GDPR need-to-knows: It’s an evolution, not a revolution
It’s not long until implementation comes into force so we’ve put together the GDPR need-to-knows to make sure you and your business are ready. If you haven’t started preparing, it’s not too late, you still have time if you make a plan, action it and incorporate data protection as a fundamental part of your business strategy.
With this said, there’s no reason to get overwhelmed by the rules and regulations. Instead, consider too the many benefits that can come along with compliance, for you and your customers.
In a nutshell
To recap, the growing digital economy is impacting how businesses operate. There are also increasing concerns about current data protection laws, rights and privacy for both consumers and companies. As a result, the latest GDPR changes are set to lay the foundations for the long-term future of data handling in the UK. GDPR, or The General Data Protection Regulation (GDPR), is the new data protection bill, which will come into force in the UK on 25th May 2018.
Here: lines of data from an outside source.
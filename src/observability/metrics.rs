//! Metrics collection and exposition.
//!
//! # Responsibilities
//! - Own one Prometheus recorder per process (constructed at startup, injected into handlers)
//! - Record HTTP, forwarding and process metrics through the `metrics` macros
//! - Render the registry in the Prometheus text exposition format
//!
//! # Metrics
//! - `http_requests_total` (counter): requests by method, status
//! - `http_request_duration_seconds` (histogram): latency by method
//! - `gateway_forwarded_requests_total` (counter): forwarded requests by target, status
//! - `gateway_upstream_errors_total` (counter): failed upstream calls by target, kind
//! - `process_*` OS series from `metrics-process` (CPU seconds, resident
//!   memory, open fds, threads, start time), collected on every scrape
//! - `process_uptime_seconds` (gauge): refreshed on every scrape
//!
//! Every series carries a `service` label naming the emitting binary.
//!
//! # Design Decisions
//! - The recorder is never installed globally; macros run under
//!   `metrics::with_local_recorder` so tests can build isolated instances

use std::sync::Arc;
use std::time::{Duration, Instant};

use axum::{
    body::Body,
    extract::State,
    http::Request,
    middleware::Next,
    response::Response,
};
use metrics::{counter, describe_counter, describe_gauge, describe_histogram, gauge, histogram, Unit};
use metrics_exporter_prometheus::{PrometheusBuilder, PrometheusHandle, PrometheusRecorder};
use metrics_process::Collector;

/// Media type of the Prometheus text exposition format.
pub const PROMETHEUS_CONTENT_TYPE: &str = "text/plain; version=0.0.4; charset=utf-8";

pub const HTTP_REQUESTS_TOTAL: &str = "http_requests_total";
pub const HTTP_REQUEST_DURATION_SECONDS: &str = "http_request_duration_seconds";
pub const GATEWAY_FORWARDED_REQUESTS_TOTAL: &str = "gateway_forwarded_requests_total";
pub const GATEWAY_UPSTREAM_ERRORS_TOTAL: &str = "gateway_upstream_errors_total";
pub const PROCESS_START_TIME_SECONDS: &str = "process_start_time_seconds";
pub const PROCESS_UPTIME_SECONDS: &str = "process_uptime_seconds";
pub const PROCESS_CPU_SECONDS_TOTAL: &str = "process_cpu_seconds_total";
pub const PROCESS_RESIDENT_MEMORY_BYTES: &str = "process_resident_memory_bytes";
pub const PROCESS_OPEN_FDS: &str = "process_open_fds";

/// Process-scoped metrics registry.
#[derive(Clone)]
pub struct Metrics {
    inner: Arc<MetricsInner>,
}

struct MetricsInner {
    recorder: PrometheusRecorder,
    handle: PrometheusHandle,
    process: Collector,
    started: Instant,
}

impl std::fmt::Debug for Metrics {
    fn fmt(&self, f: &mut std::fmt::Formatter<'_>) -> std::fmt::Result {
        f.debug_struct("Metrics")
            .field("uptime", &self.inner.started.elapsed())
            .finish_non_exhaustive()
    }
}

impl Metrics {
    /// Create a registry whose series are labelled with `service`.
    pub fn new(service: &str) -> Self {
        let recorder = PrometheusBuilder::new()
            .add_global_label("service", service)
            .build_recorder();
        let handle = recorder.handle();

        let metrics = Self {
            inner: Arc::new(MetricsInner {
                recorder,
                handle,
                process: Collector::default(),
                started: Instant::now(),
            }),
        };
        metrics.describe();
        metrics
    }

    fn with_recorder<T>(&self, f: impl FnOnce() -> T) -> T {
        metrics::with_local_recorder(&self.inner.recorder, f)
    }

    fn describe(&self) {
        self.with_recorder(|| {
            describe_counter!(HTTP_REQUESTS_TOTAL, Unit::Count, "Total HTTP requests handled.");
            describe_histogram!(
                HTTP_REQUEST_DURATION_SECONDS,
                Unit::Seconds,
                "Latency of HTTP requests handled."
            );
            describe_counter!(
                GATEWAY_FORWARDED_REQUESTS_TOTAL,
                Unit::Count,
                "Requests relayed to a downstream target."
            );
            describe_counter!(
                GATEWAY_UPSTREAM_ERRORS_TOTAL,
                Unit::Count,
                "Upstream calls that failed or timed out."
            );
            describe_gauge!(PROCESS_UPTIME_SECONDS, Unit::Seconds, "Process uptime.");
            self.inner.process.describe();
            self.inner.process.collect();
        });
    }

    /// Record a handled inbound request.
    pub fn record_request(&self, method: &str, status: u16, elapsed: Duration) {
        self.with_recorder(|| {
            counter!(
                HTTP_REQUESTS_TOTAL,
                "method" => method.to_string(),
                "status" => status.to_string()
            )
            .increment(1);
            histogram!(HTTP_REQUEST_DURATION_SECONDS, "method" => method.to_string())
                .record(elapsed.as_secs_f64());
        });
    }

    /// Record a response relayed from a downstream target.
    pub fn record_forward(&self, target: &str, status: u16) {
        self.with_recorder(|| {
            counter!(
                GATEWAY_FORWARDED_REQUESTS_TOTAL,
                "target" => target.to_string(),
                "status" => status.to_string()
            )
            .increment(1);
        });
    }

    /// Record a failed upstream call (`kind` is `connect` or `timeout`).
    pub fn record_upstream_error(&self, target: &str, kind: &'static str) {
        self.with_recorder(|| {
            counter!(
                GATEWAY_UPSTREAM_ERRORS_TOTAL,
                "target" => target.to_string(),
                "kind" => kind
            )
            .increment(1);
        });
    }

    /// Render the registry in the Prometheus text format.
    pub fn render(&self) -> String {
        let uptime = self.inner.started.elapsed().as_secs_f64();
        self.with_recorder(|| {
            self.inner.process.collect();
            gauge!(PROCESS_UPTIME_SECONDS).set(uptime);
        });
        self.inner.handle.render()
    }
}

/// Middleware recording `http_requests_total` and request latency.
pub async fn track_requests(
    State(metrics): State<Metrics>,
    request: Request<Body>,
    next: Next,
) -> Response {
    let start = Instant::now();
    let method = request.method().clone();

    let response = next.run(request).await;

    metrics.record_request(method.as_str(), response.status().as_u16(), start.elapsed());
    response
}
Below in bullet point format, is the 12-step plan recommended by the Information Commissioner’s Office (ICO), an independent authority established to “uphold information rights in the public interest, promoting openness by public bodies and data privacy for individuals”. The plan aims to inform businesses about the changes under the new regulation and best practices to meet compliance standards.
- Inform main decision makers
- Assess all information
- Privacy information
- Individuals’ rights
- Subject access requests
- Lawful basis for processing personal data
- Handling data breaches
- Ensuring data protection privacy
- Assigning a data protection officer
How to take action
A significant amount of the rules have been around a while, or in some cases are very similar, with an overlap of the old stipulations. However, don’t be fooled. Check and double check to be sure you are 100% within the guidelines.
If you haven’t yet made final plans for GDPR compliance make sure you map them against your business operating model to ensure the ability to identify any gaps that could leave your business open to risk. Look again at the how to prepare for GDPR using ICO’s 12 step plan.
Do you currently have processes and procedures in place that reflect each of these 12 steps? And if not, systematically look at what do you need to do and which of the 12 are likely to take longer to complete to ensure you are ready. For comprehensive notes and guidelines visit the official ICO website.
Take full advantage of GDPR changes
Regarding your relationship with your customers, take full advantage of the necessary changes enforced by GDPR. Don’t let the endpoint be just ensuring they are ticking the compliance box. Consider the rewards of your hard work in obtaining compliance to be the opportunity to re-establish relationships with your customers. Pre-empt any concerns they may have about data sharing, security and control.
Use it as a positive marketing tool. GDPR is not telling us that we cannot contact our customers for marketing, ever. It’s telling us we should communicate with our customers; making sure they know what data we hold on them, why we hold it and checking it’s correct. And what is marketing if not communicating with customers.
By re-establishing communication with any contacts that may have been overlooked or lost over the years the opportunity arises to update any contacts that are no longer relevant. Therefore future marketing will be more relevant and targeted.
Getting by or evolving?
Another positive side effect of GDPR is that you will see from your preparation and planning whether you are evolving and maturing as a company or just ‘getting by’ in terms of the datification of your business.
The ICO plans to create a “regulatory sandbox” meaning companies can test their products and services against the regulatory requirements. This will allow them to build adequate data protection measures before their launch. The scheme will run until 2021 and support the four-year Information Rights Strategic Plan announced in 2017. Such initiatives further increase consumer trust, which as we’ve stated, is what GDPR is essentially all about, and allow your business to evolve in terms of datification, not tread water.
What are the fines?
As a gentle reminder, there will be fines for non-compliance. And significantly tougher than the DPA. Organisations in breach of GDPR are liable to pay up to 4% of annual global turnover or €20 million – whichever sum is greater. As a result, these fines can be given for failing to show compliance. Therefore, these can be issued even when something has not necessarily gone wrong.
In the official GDPR document, Information Commissioner Elizabeth Denham said: “Staying relevant in the context of ever-changing technology must become a core component of the ICO’s strategic goals, otherwise the ICO will fail to deliver the regulatory outcomes the public expect.”
The EU’s GDPR website states the legislation aims to “harmonise” data privacy laws. Therefore, it may be best to interpret as short-term pain for long-term positive, accurate and protective gain.
Essentially, don’t panic. GDPR is an evolution, not a revolution. GDPR compliance is not meant to catch you out, it’s a safeguard for both you as a business and for consumers.